Прошло десять дней, 27 декабря Филипп стал поправляться. Он еще был слаб, и его держали на жесткой диете, но приступы лихорадки больше не повторялись. Мой брат беспрекословно выполнял все, что ему предписывали, лишь бы поскорее выздороветь. Ему так хотелось жить!

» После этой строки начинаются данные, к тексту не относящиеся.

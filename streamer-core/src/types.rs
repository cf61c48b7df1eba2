// Licensed to the Apache Software Foundation (ASF) under one
// or more contributor license agreements.  See the NOTICE file
// distributed with this work for additional information
// regarding copyright ownership.  The ASF licenses this file
// to you under the Apache License, Version 2.0 (the
// "License"); you may not use this file except in compliance
// with the License.  You may obtain a copy of the License at
//
//   http://www.apache.org/licenses/LICENSE-2.0
//
// Unless required by applicable law or agreed to in writing,
// software distributed under the License is distributed on an
// "AS IS" BASIS, WITHOUT WARRANTIES OR CONDITIONS OF ANY
// KIND, either express or implied.  See the License for the
// specific language governing permissions and limitations
// under the License.

//! Wire type codes and container kinds.

use crate::error::Error;
use num_enum::{IntoPrimitive, TryFromPrimitive};

/// Offset added to a basic type code for fixed-length arrays.
pub const OFFSET_L: i32 = 20;
/// Offset added to a basic type code for pointer (counted) arrays.
pub const OFFSET_P: i32 = 40;

/// Element type codes, as written in the `etype` attribute of a streamer element.
///
/// Codes `OffsetL + t` and `OffsetP + t` are not listed: they are a basic type
/// `t` in array form, see [`TypeCode::decompose`].
#[derive(Clone, Copy, Debug, Default, PartialEq, Eq, Hash, TryFromPrimitive, IntoPrimitive)]
#[repr(i32)]
pub enum TypeCode {
    #[default]
    Base = 0,
    Char = 1,
    Short = 2,
    Int = 3,
    Long = 4,
    Float = 5,
    Counter = 6,
    CharStar = 7,
    Double = 8,
    Double32 = 9,
    LegacyChar = 10,
    UChar = 11,
    UShort = 12,
    UInt = 13,
    ULong = 14,
    Bits = 15,
    Long64 = 16,
    ULong64 = 17,
    Bool = 18,
    Float16 = 19,
    OffsetL = 20,
    OffsetP = 40,
    Object = 61,
    Any = 62,
    Objectp = 63,
    ObjectP = 64,
    TString = 65,
    TObject = 66,
    TNamed = 67,
    Anyp = 68,
    AnyP = 69,
    AnyPnoVT = 70,
    STLp = 71,
    Skip = 100,
    SkipL = 120,
    SkipP = 140,
    Conv = 200,
    ConvL = 220,
    ConvP = 240,
    STL = 300,
    STLstring = 365,
    Streamer = 500,
    StreamLoop = 501,
    Cache = 600,
    Artificial = 1000,
    CacheNew = 1001,
    CacheDelete = 1002,
    NeedObjectForVirtualBaseClass = 99997,
    Missing = 99999,
}

/// Shape of a basic element, derived from its type code.
#[derive(Clone, Copy, Debug, PartialEq, Eq)]
pub enum Shape {
    Scalar,
    /// `OffsetL + t`: fixed-length array.
    Fixed,
    /// `OffsetP + t`: array whose length is read from a counter.
    Counted,
}

impl TypeCode {
    /// Splits a raw `etype` into its basic type code and array shape.
    pub fn decompose(code: i32) -> Result<(TypeCode, Shape), Error> {
        let (base, shape) = match code {
            c if c > OFFSET_L && c < OFFSET_P => (c - OFFSET_L, Shape::Fixed),
            c if c > OFFSET_P && c < OFFSET_P + OFFSET_L => (c - OFFSET_P, Shape::Counted),
            c => (c, Shape::Scalar),
        };
        let base = TypeCode::try_from(base).map_err(|_| Error::unsupported_type(code))?;
        Ok((base, shape))
    }

    /// Whether this is a basic (numeric, boolean or counter) type.
    pub fn is_basic(self) -> bool {
        let code = i32::from(self);
        code > 0 && code < OFFSET_L && self != TypeCode::CharStar
    }

    /// Size of the in-memory representation of a basic type.
    pub fn size(self) -> Option<usize> {
        use TypeCode::*;
        let size = match self {
            Bool | Char | UChar | LegacyChar => 1,
            Short | UShort => 2,
            Int | UInt | Float | Counter | Bits | Float16 => 4,
            Long | ULong | Long64 | ULong64 | Double | Double32 => 8,
            _ => return None,
        };
        Some(size)
    }

    /// ROOT typedef name, as stored in the `ename` attribute of basic elements.
    pub fn type_name(self) -> &'static str {
        use TypeCode::*;
        match self {
            Bool => "bool",
            Char | LegacyChar => "char",
            Short => "short",
            Int | Counter => "int",
            Long => "long",
            Float => "float",
            CharStar => "char*",
            Double => "double",
            Double32 => "Double32_t",
            UChar => "unsigned char",
            UShort => "unsigned short",
            UInt | Bits => "unsigned int",
            ULong => "unsigned long",
            Long64 => "Long64_t",
            ULong64 => "ULong64_t",
            Float16 => "Float16_t",
            TString => "TString",
            STLstring => "string",
            TObject => "TObject",
            TNamed => "TNamed",
            _ => "",
        }
    }
}

/// Container kinds of generic (STL) elements.
#[derive(Clone, Copy, Debug, Default, PartialEq, Eq, Hash, TryFromPrimitive, IntoPrimitive)]
#[repr(i32)]
pub enum ESTLType {
    #[default]
    NotSTL = 0,
    Vector = 1,
    List = 2,
    Deque = 3,
    Map = 4,
    MultiMap = 5,
    Set = 6,
    MultiSet = 7,
    Bitset = 8,
    ForwardList = 9,
    UnorderedSet = 10,
    UnorderedMultiSet = 11,
    UnorderedMap = 12,
    UnorderedMultiMap = 13,
    End = 14,
    Any = 300,
    String = 365,
}

impl ESTLType {
    /// Template name of the container, e.g. `vector` or `unordered_set`.
    pub fn template_name(self) -> Option<&'static str> {
        use ESTLType::*;
        let name = match self {
            Vector => "vector",
            List => "list",
            Deque => "deque",
            Map => "map",
            MultiMap => "multimap",
            Set => "set",
            MultiSet => "multiset",
            Bitset => "bitset",
            ForwardList => "forward_list",
            UnorderedSet => "unordered_set",
            UnorderedMultiSet => "unordered_multiset",
            UnorderedMap => "unordered_map",
            UnorderedMultiMap => "unordered_multimap",
            String => "string",
            NotSTL | End | Any => return None,
        };
        Some(name)
    }

    /// Whether the container stores key/value pairs.
    pub fn is_map(self) -> bool {
        matches!(
            self,
            ESTLType::Map | ESTLType::MultiMap | ESTLType::UnorderedMap | ESTLType::UnorderedMultiMap
        )
    }
}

Между тем незаметно прошел январь, а с ним февраль, а за ними и зима, в которой нам с братом пришлось пережить много испытаний. Март начался прекрасной погодой. Солнце грело почти по-апрельски, и только легкий ветерок напоминал о не давних морозах. Филипп с каждым днем чувствовал себя все лучше, и лучше. По его просьбе его кровать переставили к окну, и он полной грудью вдыхал в себя целебный свежий воздух, насыщенный цветущими содами. У него появился аппетит, и лекарь Перш наконец отменил диету, и разрешил больному есть все, что пожелает.
Как только де Бушар поправился и начал ходить, он тотчас воротился в полк, а за тем его послали с каким-то письмом в Швецию и больше я его не видела.
— Послушайте меня, — сказал де Шарон, — как только я вас встретил, я дал обед посвятить вам всю мою жизнь. Отныне я готов приступить к выполнению этого обета. Вы хотели бы знать, что с вашим братом?
— О, да! — воскликнула молодая женщина. — Ведь поистине мне неизвестно, что с ним сталось.
— Ну что ж, я берусь узнать это.
Де Шарон простился с госпожой Мезонфор с почтительностью, к которой примешивалась одновременно и пылкая любовь, и глубокая печаль, потом спустился вниз по лестнице.